## Problem to solve
Check every line of the entries for the string "filename" and return the ones that contain it.

(Collected data entries)
----------

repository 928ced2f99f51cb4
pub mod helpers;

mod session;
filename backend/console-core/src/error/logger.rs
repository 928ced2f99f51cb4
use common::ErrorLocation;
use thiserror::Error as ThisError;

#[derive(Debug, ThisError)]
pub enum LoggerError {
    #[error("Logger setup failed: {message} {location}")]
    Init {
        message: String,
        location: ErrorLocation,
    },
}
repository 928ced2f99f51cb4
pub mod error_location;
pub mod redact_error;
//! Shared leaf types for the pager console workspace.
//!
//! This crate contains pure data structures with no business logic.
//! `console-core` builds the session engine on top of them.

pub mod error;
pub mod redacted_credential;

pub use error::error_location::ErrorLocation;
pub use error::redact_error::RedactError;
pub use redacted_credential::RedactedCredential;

----------

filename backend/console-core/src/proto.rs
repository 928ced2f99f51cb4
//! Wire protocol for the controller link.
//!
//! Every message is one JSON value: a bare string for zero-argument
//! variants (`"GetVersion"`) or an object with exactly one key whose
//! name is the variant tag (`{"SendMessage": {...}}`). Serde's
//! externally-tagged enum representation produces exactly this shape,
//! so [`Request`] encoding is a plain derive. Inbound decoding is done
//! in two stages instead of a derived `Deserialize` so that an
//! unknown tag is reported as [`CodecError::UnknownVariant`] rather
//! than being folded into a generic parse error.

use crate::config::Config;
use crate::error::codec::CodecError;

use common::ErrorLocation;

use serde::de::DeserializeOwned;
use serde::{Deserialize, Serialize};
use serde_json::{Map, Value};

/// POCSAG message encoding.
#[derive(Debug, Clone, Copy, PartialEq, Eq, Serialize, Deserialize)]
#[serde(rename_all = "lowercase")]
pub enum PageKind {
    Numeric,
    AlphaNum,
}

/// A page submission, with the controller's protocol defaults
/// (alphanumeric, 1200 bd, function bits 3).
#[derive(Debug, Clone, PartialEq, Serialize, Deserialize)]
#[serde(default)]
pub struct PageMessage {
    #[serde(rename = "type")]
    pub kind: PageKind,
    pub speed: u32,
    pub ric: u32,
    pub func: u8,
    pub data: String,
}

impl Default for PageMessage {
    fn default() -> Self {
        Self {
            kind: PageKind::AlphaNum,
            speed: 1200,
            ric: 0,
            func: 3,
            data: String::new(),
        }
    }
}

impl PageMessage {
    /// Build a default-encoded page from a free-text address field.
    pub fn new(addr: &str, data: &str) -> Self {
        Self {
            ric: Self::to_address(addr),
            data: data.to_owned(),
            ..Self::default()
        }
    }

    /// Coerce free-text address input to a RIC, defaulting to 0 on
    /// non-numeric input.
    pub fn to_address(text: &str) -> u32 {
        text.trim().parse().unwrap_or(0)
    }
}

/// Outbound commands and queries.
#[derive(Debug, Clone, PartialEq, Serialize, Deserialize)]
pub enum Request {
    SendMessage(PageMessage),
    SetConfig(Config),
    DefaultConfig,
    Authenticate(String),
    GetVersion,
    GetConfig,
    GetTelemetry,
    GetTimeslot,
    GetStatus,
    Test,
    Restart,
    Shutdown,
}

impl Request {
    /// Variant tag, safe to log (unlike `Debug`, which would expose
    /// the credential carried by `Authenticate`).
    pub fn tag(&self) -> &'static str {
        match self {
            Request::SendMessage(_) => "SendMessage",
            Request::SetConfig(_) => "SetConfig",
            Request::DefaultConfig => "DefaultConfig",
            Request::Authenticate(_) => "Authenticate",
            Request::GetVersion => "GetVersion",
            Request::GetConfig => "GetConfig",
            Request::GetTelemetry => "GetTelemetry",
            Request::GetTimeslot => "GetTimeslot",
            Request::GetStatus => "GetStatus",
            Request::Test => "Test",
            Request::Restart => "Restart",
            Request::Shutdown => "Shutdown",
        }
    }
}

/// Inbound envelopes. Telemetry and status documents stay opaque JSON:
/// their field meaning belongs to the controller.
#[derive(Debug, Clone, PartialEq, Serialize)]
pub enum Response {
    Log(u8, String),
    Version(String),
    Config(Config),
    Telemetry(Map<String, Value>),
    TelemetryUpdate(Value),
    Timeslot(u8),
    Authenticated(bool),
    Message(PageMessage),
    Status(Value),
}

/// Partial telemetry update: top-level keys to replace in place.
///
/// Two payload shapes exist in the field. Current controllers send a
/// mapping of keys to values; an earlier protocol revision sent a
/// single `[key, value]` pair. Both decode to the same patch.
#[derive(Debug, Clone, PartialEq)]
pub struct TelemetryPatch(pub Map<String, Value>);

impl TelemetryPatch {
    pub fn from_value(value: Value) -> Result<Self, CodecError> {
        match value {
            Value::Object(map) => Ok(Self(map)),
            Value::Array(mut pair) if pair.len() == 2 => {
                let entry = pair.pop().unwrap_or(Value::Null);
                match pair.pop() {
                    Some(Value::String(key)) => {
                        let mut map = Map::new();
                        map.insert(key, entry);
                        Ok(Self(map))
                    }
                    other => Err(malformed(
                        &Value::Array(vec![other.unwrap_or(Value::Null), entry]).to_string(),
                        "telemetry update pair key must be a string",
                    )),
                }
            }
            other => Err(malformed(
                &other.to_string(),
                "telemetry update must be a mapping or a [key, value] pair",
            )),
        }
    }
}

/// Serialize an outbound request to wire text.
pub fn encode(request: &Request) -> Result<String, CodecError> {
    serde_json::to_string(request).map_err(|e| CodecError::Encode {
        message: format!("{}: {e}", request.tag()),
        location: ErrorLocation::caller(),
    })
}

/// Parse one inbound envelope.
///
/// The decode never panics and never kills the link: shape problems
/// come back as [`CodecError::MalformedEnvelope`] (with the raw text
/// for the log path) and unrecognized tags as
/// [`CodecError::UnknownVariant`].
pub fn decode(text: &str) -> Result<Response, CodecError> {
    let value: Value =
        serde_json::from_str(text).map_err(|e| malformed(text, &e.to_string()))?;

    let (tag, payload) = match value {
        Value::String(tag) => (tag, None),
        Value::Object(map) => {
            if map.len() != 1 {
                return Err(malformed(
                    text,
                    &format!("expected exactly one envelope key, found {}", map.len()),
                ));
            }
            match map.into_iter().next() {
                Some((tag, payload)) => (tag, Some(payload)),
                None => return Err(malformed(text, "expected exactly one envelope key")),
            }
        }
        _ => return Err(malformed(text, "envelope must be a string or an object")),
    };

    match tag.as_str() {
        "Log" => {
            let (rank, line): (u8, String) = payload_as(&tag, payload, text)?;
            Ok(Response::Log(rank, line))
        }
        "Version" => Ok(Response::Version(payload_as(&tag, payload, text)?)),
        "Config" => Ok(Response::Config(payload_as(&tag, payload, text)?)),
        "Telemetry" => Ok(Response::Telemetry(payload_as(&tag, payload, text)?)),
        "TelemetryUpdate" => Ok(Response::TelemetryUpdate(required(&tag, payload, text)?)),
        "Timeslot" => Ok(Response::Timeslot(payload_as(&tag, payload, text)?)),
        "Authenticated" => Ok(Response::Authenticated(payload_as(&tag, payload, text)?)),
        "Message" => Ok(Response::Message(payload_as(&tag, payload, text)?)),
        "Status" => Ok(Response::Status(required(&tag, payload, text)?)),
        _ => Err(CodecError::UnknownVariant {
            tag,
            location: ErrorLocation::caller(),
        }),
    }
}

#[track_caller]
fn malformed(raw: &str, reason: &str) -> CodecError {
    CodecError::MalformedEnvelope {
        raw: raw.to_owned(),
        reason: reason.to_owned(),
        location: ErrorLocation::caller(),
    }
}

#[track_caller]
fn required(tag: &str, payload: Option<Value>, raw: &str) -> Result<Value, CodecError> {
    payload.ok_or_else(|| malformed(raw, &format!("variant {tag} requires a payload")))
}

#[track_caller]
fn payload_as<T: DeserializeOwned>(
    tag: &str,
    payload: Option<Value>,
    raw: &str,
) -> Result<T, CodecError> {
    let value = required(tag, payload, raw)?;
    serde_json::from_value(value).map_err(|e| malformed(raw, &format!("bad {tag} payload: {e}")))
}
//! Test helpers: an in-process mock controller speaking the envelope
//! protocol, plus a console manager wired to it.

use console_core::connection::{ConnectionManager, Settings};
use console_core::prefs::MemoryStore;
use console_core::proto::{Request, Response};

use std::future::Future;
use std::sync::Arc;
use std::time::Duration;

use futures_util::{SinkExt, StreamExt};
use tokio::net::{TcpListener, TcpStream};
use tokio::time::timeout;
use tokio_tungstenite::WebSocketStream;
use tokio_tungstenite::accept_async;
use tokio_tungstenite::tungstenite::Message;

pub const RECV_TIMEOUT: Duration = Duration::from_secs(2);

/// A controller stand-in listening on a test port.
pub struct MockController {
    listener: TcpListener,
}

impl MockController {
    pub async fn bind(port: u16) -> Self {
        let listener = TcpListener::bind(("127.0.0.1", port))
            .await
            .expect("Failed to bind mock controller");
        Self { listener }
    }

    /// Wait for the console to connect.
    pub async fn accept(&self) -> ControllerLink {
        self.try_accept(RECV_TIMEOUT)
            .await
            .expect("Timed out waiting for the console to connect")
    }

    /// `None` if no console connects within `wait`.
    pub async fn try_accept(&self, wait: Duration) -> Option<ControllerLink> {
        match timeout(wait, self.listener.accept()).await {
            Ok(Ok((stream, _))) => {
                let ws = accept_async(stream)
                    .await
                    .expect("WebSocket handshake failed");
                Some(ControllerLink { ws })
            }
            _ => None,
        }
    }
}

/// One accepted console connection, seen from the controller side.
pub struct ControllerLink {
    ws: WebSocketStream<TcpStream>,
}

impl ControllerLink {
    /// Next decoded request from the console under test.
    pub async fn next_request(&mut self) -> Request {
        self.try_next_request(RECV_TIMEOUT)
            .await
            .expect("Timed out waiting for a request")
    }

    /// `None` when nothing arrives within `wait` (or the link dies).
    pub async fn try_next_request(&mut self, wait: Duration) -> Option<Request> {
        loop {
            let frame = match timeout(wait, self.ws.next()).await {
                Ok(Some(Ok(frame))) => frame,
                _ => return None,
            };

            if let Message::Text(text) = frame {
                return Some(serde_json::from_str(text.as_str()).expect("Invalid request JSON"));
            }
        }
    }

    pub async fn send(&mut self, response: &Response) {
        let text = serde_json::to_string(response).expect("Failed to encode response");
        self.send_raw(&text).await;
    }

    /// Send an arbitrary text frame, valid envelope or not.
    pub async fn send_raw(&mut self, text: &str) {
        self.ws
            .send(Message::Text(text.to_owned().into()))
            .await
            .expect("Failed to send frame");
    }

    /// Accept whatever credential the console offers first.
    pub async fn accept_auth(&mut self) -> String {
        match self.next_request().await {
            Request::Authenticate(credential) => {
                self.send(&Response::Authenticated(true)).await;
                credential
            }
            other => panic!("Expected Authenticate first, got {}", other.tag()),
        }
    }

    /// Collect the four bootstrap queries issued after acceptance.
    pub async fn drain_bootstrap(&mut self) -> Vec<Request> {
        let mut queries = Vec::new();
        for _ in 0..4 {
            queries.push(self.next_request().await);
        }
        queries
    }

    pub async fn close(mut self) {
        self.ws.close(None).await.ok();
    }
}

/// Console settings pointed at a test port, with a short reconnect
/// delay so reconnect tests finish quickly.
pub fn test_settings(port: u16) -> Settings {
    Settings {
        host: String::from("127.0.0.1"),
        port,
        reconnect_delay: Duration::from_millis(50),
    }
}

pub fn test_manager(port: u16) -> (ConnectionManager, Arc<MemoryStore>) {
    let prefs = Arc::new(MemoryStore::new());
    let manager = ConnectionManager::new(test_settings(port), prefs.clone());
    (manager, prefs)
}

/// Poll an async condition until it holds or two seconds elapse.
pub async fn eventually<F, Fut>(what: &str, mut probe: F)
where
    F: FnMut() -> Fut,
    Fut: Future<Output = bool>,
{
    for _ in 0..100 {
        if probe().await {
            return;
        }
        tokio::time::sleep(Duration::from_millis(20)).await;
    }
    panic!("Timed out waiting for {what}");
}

----------

## Written solution
filename backend/console-core/src/error/logger.rs
filename backend/console-core/src/proto.rs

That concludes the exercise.